Ia menilai bahwa tindakan brutal yang dilakukan oleh Netanyahu adalah sebuah ujian bagi negara-negara maju.
Hamas dan Iran mengkonfirmasi kematian Haniyeh dalam sebuah serangan udara yang menghantam kediamannya di Teheran pada Rabu dini hari.
Serangan tersebut terjadi hanya satu hari setelah Haniyeh menghadiri pelantikan Presiden Iran, Masoud Pezeshkian.
Meskipun Israel belum memberikan komentar resmi mengenai kematian Haniyeh, Perdana Menteri Israel, Benjamin Netanyahu, mengisyaratkan keterlibatan negaranya dalam pembunuhan tersebut.

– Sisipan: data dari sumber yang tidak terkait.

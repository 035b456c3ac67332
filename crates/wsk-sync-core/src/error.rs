//! Error types for wsk-sync operations.
//!
//! Only run-level failures become a [`SyncError`]. Per-record problems
//! (missing id, failed write) are collected in
//! [`SplitStats`](crate::split::SplitStats) and never abort the run.

use thiserror::Error;

/// Result type alias for wsk-sync operations.
pub type SyncResult<T> = Result<T, SyncError>;

/// Main error type for all wsk-sync operations.
#[derive(Error, Debug)]
pub enum SyncError {
    /// Configuration error.
    #[error("Configuration error: {0}")]
    Configuration(String),

    /// The output directory is missing or is not a directory.
    #[error("Output directory not found: {path}")]
    MissingOutputDir { path: String },

    /// The external export tool failed to start, exited non-zero, or timed out.
    #[error("Export error: {message}")]
    Export {
        message: String,
        code: ErrorCode,
        #[source]
        source: Option<Box<dyn std::error::Error + Send + Sync>>,
    },

    /// The dump could not be parsed into records.
    #[error("Parse error: {message}")]
    Parse { message: String, code: ErrorCode },

    /// Distinct ids normalized to the same filename under the `fail` policy.
    #[error("Filename collision on {filename}: ids {ids:?}")]
    Collision { filename: String, ids: Vec<String> },

    /// IO error.
    #[error("IO error: {0}")]
    Io(#[from] std::io::Error),

    /// JSON serialization error.
    #[error("Serialization error: {0}")]
    Serialization(#[from] serde_json::Error),
}

/// Error codes for programmatic handling.
#[derive(Debug, Clone, Copy, PartialEq, Eq)]
pub enum ErrorCode {
    // Configuration (CFG_xxx)
    CfgInvalid,
    CfgMissingOutputDir,

    // Export (EXP_xxx)
    ExpSpawnFailed,
    ExpNonZeroExit,
    ExpTimeout,

    // Parse (PARSE_xxx)
    ParseInvalidJson,

    // Split (SPLIT_xxx)
    SplitCollision,

    // IO (IO_xxx)
    IoFailed,
}

impl ErrorCode {
    /// Get the string representation of the error code.
    pub fn as_str(&self) -> &'static str {
        match self {
            ErrorCode::CfgInvalid => "CFG_001",
            ErrorCode::CfgMissingOutputDir => "CFG_002",
            ErrorCode::ExpSpawnFailed => "EXP_001",
            ErrorCode::ExpNonZeroExit => "EXP_002",
            ErrorCode::ExpTimeout => "EXP_003",
            ErrorCode::ParseInvalidJson => "PARSE_001",
            ErrorCode::SplitCollision => "SPLIT_001",
            ErrorCode::IoFailed => "IO_001",
        }
    }
}

impl SyncError {
    /// Create a configuration error.
    pub fn configuration(message: impl Into<String>) -> Self {
        Self::Configuration(message.into())
    }

    /// Create an export error with the given code.
    pub fn export(message: impl Into<String>, code: ErrorCode) -> Self {
        Self::Export {
            message: message.into(),
            code,
            source: None,
        }
    }

    /// Create an export error for a process that could not be started.
    pub fn export_spawn(message: impl Into<String>, source: std::io::Error) -> Self {
        Self::Export {
            message: message.into(),
            code: ErrorCode::ExpSpawnFailed,
            source: Some(Box::new(source)),
        }
    }

    /// Create a parse error.
    pub fn parse(message: impl Into<String>) -> Self {
        Self::Parse {
            message: message.into(),
            code: ErrorCode::ParseInvalidJson,
        }
    }

    /// Get the error code.
    pub fn code(&self) -> ErrorCode {
        match self {
            Self::Configuration(_) => ErrorCode::CfgInvalid,
            Self::MissingOutputDir { .. } => ErrorCode::CfgMissingOutputDir,
            Self::Export { code, .. } => *code,
            Self::Parse { code, .. } => *code,
            Self::Collision { .. } => ErrorCode::SplitCollision,
            Self::Io(_) => ErrorCode::IoFailed,
            Self::Serialization(_) => ErrorCode::ParseInvalidJson,
        }
    }

    /// Get a user-friendly suggestion for resolving this error.
    pub fn suggestion(&self) -> Option<&str> {
        match self {
            Self::Configuration(_) => {
                Some("Please check the WSK_* environment variables and MONGO_CONN_PROD")
            }
            Self::MissingOutputDir { .. } => {
                Some("Run from the repository root or set WSK_OUTPUT_DIR")
            }
            Self::Export { .. } => {
                Some("Please check that mongoexport is on PATH and the connection URI is valid")
            }
            Self::Parse { .. } => Some("The dump file was kept; inspect it for malformed records"),
            Self::Collision { .. } => {
                Some("Rename one of the colliding ids or set WSK_COLLISION_POLICY=overwrite")
            }
            _ => None,
        }
    }
}
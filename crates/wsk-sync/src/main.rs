//! wsk-sync - export web source kinds and split them into per-kind files.
//!
//! Run from the repository root with no arguments.
//!
//! # Configuration
//!
//! - `MONGO_CONN_PROD` - Required, connection URI for the source store
//! - `WSK_OUTPUT_DIR` - Optional, defaults to
//!   `./modules/core/src/main/resources/web-source-kinds/`
//! - `WSK_CONFIG` - Optional TOML/JSON/YAML file with non-secret settings
//!
//! See `SyncConfig::from_env` for the full list. A `.env` file in the
//! working directory is loaded first.

use std::process::ExitCode;

use anyhow::{bail, Result};
use tracing::{error, info, warn, Level};
use tracing_subscriber::{fmt, prelude::*, EnvFilter};
use wsk_sync_core::{MongoExport, SyncConfig, SyncPipeline, SyncReport, SyncResult};

#[tokio::main]
async fn main() -> Result<ExitCode> {
    // Load environment variables
    dotenvy::dotenv().ok();

    // Initialize tracing
    tracing_subscriber::registry()
        .with(fmt::layer().with_writer(std::io::stderr))
        .with(EnvFilter::from_default_env().add_directive(Level::INFO.into()))
        .init();

    if std::env::args().len() > 1 {
        bail!("wsk-sync takes no arguments; configure it through WSK_* environment variables");
    }

    let config = SyncConfig::from_env()?;
    info!(
        database = %config.database,
        collection = %config.collection,
        output_dir = %config.output_dir.display(),
        "Starting sync"
    );

    let exporter = MongoExport::from_config(&config)?;
    let pipeline = SyncPipeline::new(config, exporter);

    if report_outcome(&pipeline.run().await) {
        Ok(ExitCode::SUCCESS)
    } else {
        Ok(ExitCode::FAILURE)
    }
}

/// Log the outcome of a run once. Returns whether the run succeeded.
fn report_outcome(result: &SyncResult<SyncReport>) -> bool {
    let report = match result {
        Ok(report) => report,
        Err(e) => {
            error!(code = e.code().as_str(), "{}", e);
            if let Some(suggestion) = e.suggestion() {
                error!("{}", suggestion);
            }
            return false;
        }
    };

    let split = &report.split;
    for collision in &split.collisions {
        warn!(
            file = %collision.filename,
            ids = ?collision.ids,
            "Distinct ids share one output file"
        );
    }
    info!(
        total = split.total,
        written = split.written,
        superseded = split.superseded,
        errors = split.errors.len(),
        "Sync finished"
    );

    true
}

#[cfg(test)]
mod tests {
    use super::*;
    use wsk_sync_core::{ErrorCode, SyncError};

    #[test]
    fn test_report_outcome_failure() {
        let result = Err(SyncError::export("boom", ErrorCode::ExpNonZeroExit));
        assert!(!report_outcome(&result));
    }

    #[test]
    fn test_report_outcome_success() {
        assert!(report_outcome(&Ok(SyncReport::default())));
    }
}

Sharif juga memberikan penghormatan kepada Haniyeh atas “pengorbanannya” untuk perjuangan Palestina, serta menyebutkan bahwa Israel telah membunuh putra-putra Haniyeh dan beberapa anggota keluarga lainnya dalam serangan di Jalur Gaza.
Beberapa partai agama dan politik di Pakistan mengumumkan rencana demonstrasi pada Jumat untuk mengutuk pembunuhan ini.
Israel telah mengabaikan resolusi Dewan Keamanan PBB yang menuntut gencatan senjata segera, dan terus melancarkan serangan brutal di Gaza sejak serbuan Hamas pada 7 Oktober 2023.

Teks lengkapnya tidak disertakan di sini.